» **Assigned task**
The whole listing should be given back without any alteration.

### Recorded data

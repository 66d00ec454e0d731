//! Chain access.
//!
//! Defines the `ChainGateway` trait over the round-based prediction
//! contract and provides the BSC implementation backed by alloy.
//! The engine only ever talks to the trait, so tests drive it with an
//! in-memory gateway.

pub mod bsc;

use anyhow::Result;
use async_trait::async_trait;
use chrono::{DateTime, Utc};
use rust_decimal::Decimal;

use crate::types::{Round, RoundPosition, Side};

/// Receipt for a confirmed wager transaction.
#[derive(Debug, Clone)]
pub struct WagerReceipt {
    pub round_id: u64,
    pub side: Side,
    pub amount: Decimal,
    pub tx_hash: String,
    pub timestamp: DateTime<Utc>,
}

/// Read/write surface of the prediction contract.
///
/// Wager and claim submissions have submit-and-await-confirmation
/// semantics: they return only once the transaction is final (or fail
/// within a bounded confirmation wait).
#[async_trait]
pub trait ChainGateway: Send + Sync {
    /// Id of the currently open round.
    async fn current_round_id(&self) -> Result<u64>;

    /// Lock/close timestamps and prices for a round. The close price is
    /// zero until the oracle finalises the round.
    async fn round_info(&self, round_id: u64) -> Result<Round>;

    /// The wallet's position in a round, if any.
    async fn position(&self, round_id: u64) -> Result<Option<RoundPosition>>;

    /// Submit a wager and wait for confirmation. Fails if the balance is
    /// insufficient or the round is already locked.
    async fn wager(&self, round_id: u64, side: Side, amount: Decimal) -> Result<WagerReceipt>;

    /// Claim winnings for the given rounds. Idempotent if unclaimed.
    async fn claim(&self, round_ids: &[u64]) -> Result<String>;

    /// Fresh wallet balance in the native currency.
    async fn wallet_balance(&self) -> Result<Decimal>;
}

######

» **Exercise solution**
repository 66d00ec454e0d731
//! Chain access.
//!
//! Defines the `ChainGateway` trait over the round-based prediction
//! contract and provides the BSC implementation backed by alloy.
//! The engine only ever talks to the trait, so tests drive it with an
//! in-memory gateway.

pub mod bsc;

use anyhow::Result;
use async_trait::async_trait;
use chrono::{DateTime, Utc};
use rust_decimal::Decimal;

use crate::types::{Round, RoundPosition, Side};

/// Receipt for a confirmed wager transaction.
#[derive(Debug, Clone)]
pub struct WagerReceipt {
    pub round_id: u64,
    pub side: Side,
    pub amount: Decimal,
    pub tx_hash: String,
    pub timestamp: DateTime<Utc>,
}

/// Read/write surface of the prediction contract.
///
/// Wager and claim submissions have submit-and-await-confirmation
/// semantics: they return only once the transaction is final (or fail
/// within a bounded confirmation wait).
#[async_trait]
pub trait ChainGateway: Send + Sync {
    /// Id of the currently open round.
    async fn current_round_id(&self) -> Result<u64>;

    /// Lock/close timestamps and prices for a round. The close price is
    /// zero until the oracle finalises the round.
    async fn round_info(&self, round_id: u64) -> Result<Round>;

    /// The wallet's position in a round, if any.
    async fn position(&self, round_id: u64) -> Result<Option<RoundPosition>>;

    /// Submit a wager and wait for confirmation. Fails if the balance is
    /// insufficient or the round is already locked.
    async fn wager(&self, round_id: u64, side: Side, amount: Decimal) -> Result<WagerReceipt>;

    /// Claim winnings for the given rounds. Idempotent if unclaimed.
    async fn claim(&self, round_ids: &[u64]) -> Result<String>;

    /// Fresh wallet balance in the native currency.
    async fn wallet_balance(&self) -> Result<Decimal>;
}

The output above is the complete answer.